It is named after Swedish researcher, Sven Löfgren (1910-1978), who worked on sarcoidosis in the 1940s and 1950s.

Patients with Löfgren's syndrome generally have a good prognosis, are unlikely to develop chronic disease (sarcoidosis is considered chronic when symptoms last for more than three years) and most patients with Löfgren's can expect a self-limiting illness and spontaneous remission.[2]As with other forms of sarcoidosis, aetiology is unknown - the interaction of an unidentified environmental trigger and a genetically susceptible host is likely. 'A case-control etiologic study of sarcoidosis' (ACCESS) - a large US-based case-control study - failed to find any single environmental or occupational causative factor.[3, 4]

What differentiates individuals who develop Löfgren's syndrome from other forms of sarcoidosis is also unclear: the effects of different polymorphisms in the the CR2 gene on chromosome 3 are being investigated, one particular haplotype of which appears to be associated with an increased risk of Löfgren's syndrome.[5, 6]

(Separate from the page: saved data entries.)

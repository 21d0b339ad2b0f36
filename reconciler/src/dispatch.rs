use deploy_defs::{CloudProvider, DeployMode, ImageRef, MonitorItem, ReconcileBody};
use log::info;

use crate::state::StateStore;
use crate::strategy::{AsgRefresher, BootstrapDeployer, DeployStrategy};

/// Closed dispatch over the two promotion strategies.
pub fn strategy_for(mode: &DeployMode) -> &'static dyn DeployStrategy {
    match mode {
        DeployMode::Asg => &AsgRefresher,
        DeployMode::Iac => &BootstrapDeployer,
    }
}

/// The idempotency gate: a digest we already triggered for is a no-op, with
/// no state mutation and no notification. Anything else is handed to the
/// strategy for the item's mode. The compare-then-trigger is not atomic
/// against concurrent invocations; acceptable at polling cadence.
pub async fn reconcile(
    provider: &dyn CloudProvider,
    ctx: &crate::ReconcileContext,
    item: &MonitorItem,
    image: &ImageRef,
    body: &mut ReconcileBody,
) -> Result<(), anyhow::Error> {
    let state = StateStore::new(provider);
    if state.get(&item.docker_repo).await?.as_deref() == Some(image.digest.as_str()) {
        info!("{} already at {}", item.docker_repo, image.digest);
        return Ok(());
    }

    let outcome = strategy_for(&item.mode)
        .trigger(provider, ctx, item, image)
        .await?;
    if let Some(entry) = outcome.deployed {
        body.deployed.push(entry);
    }
    body.warnings.extend(outcome.warnings);
    Ok(())
}
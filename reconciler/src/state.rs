use std::collections::BTreeMap;

use deploy_defs::CloudProvider;

/// Namespace for the per-repository digest entries on the state resource.
pub const STATE_TAG_PREFIX: &str = "deploy.state/";

pub fn state_key(repo: &str) -> String {
    format!("{}{}", STATE_TAG_PREFIX, repo)
}

/// The tag map recorded in the response body for a triggered deployment.
pub fn deployed_entry(repo: &str, digest: &str) -> BTreeMap<String, String> {
    let mut entry = BTreeMap::new();
    entry.insert(state_key(repo), digest.to_string());
    entry
}

/// Last-triggered-digest store, backed by tags on a fixed resource identity
/// since the reconciler itself is stateless between invocations. Writes are
/// whole-tag upserts with last-write-wins semantics; a stored digest means a
/// deployment was *initiated* for it, not that it is live.
pub struct StateStore<'a> {
    provider: &'a dyn CloudProvider,
}

impl<'a> StateStore<'a> {
    pub fn new(provider: &'a dyn CloudProvider) -> Self {
        StateStore { provider }
    }

    pub async fn get(&self, repo: &str) -> Result<Option<String>, anyhow::Error> {
        let tags = self.provider.list_resource_tags().await?;
        Ok(tags.get(&state_key(repo)).cloned())
    }

    pub async fn set(&self, repo: &str, digest: &str) -> Result<(), anyhow::Error> {
        self.provider.put_resource_tag(&state_key(repo), digest).await
    }
}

  • Incidence varies widely around the world, with some populations (notably the Irish and Nordic people) more prone to developing Löfgren's syndrome.
  • In Europe and the USA, sarcoidosis initially presents with Löfgren's syndrome in 10% of patients.[7]
  • A study in Catalonia suggested an incidence of 0.65 per 100,000 per annum. It is much rarer in other areas of the world, such as Japan.[8]

Risk factors

  • Strong female predominance.
  • Young to middle-age (mean age of onset - 35 years).
  • There is a strong association with human leukocyte antigen (HLA)-DRB1 alleles. The association with HLA-DRB1*03 is particularly striking and is a very strong marker for a good prognosis.[9, 10]
  • Seasonality - presentation is more common in spring months (northern hemisphere).[11]


  • Arthralgia.
  • Cough or dyspnoea.
  • Fever or malaise.


  • Erythema nodosum.
  • Periarticular ankle inflammation/bilateral ankle arthritis.
  • Bilateral Achilles tendonitis (rare).[12]
  • Uveitis.

Presentation appears to differ between men and women, with a predominance of erythema nodosum amongst women and bilateral ankle arthritis in men.[13]

Löfgren's syndrome needs to be distinguished from other causes of:

Investigations indicating active sarcoidosis include:[1]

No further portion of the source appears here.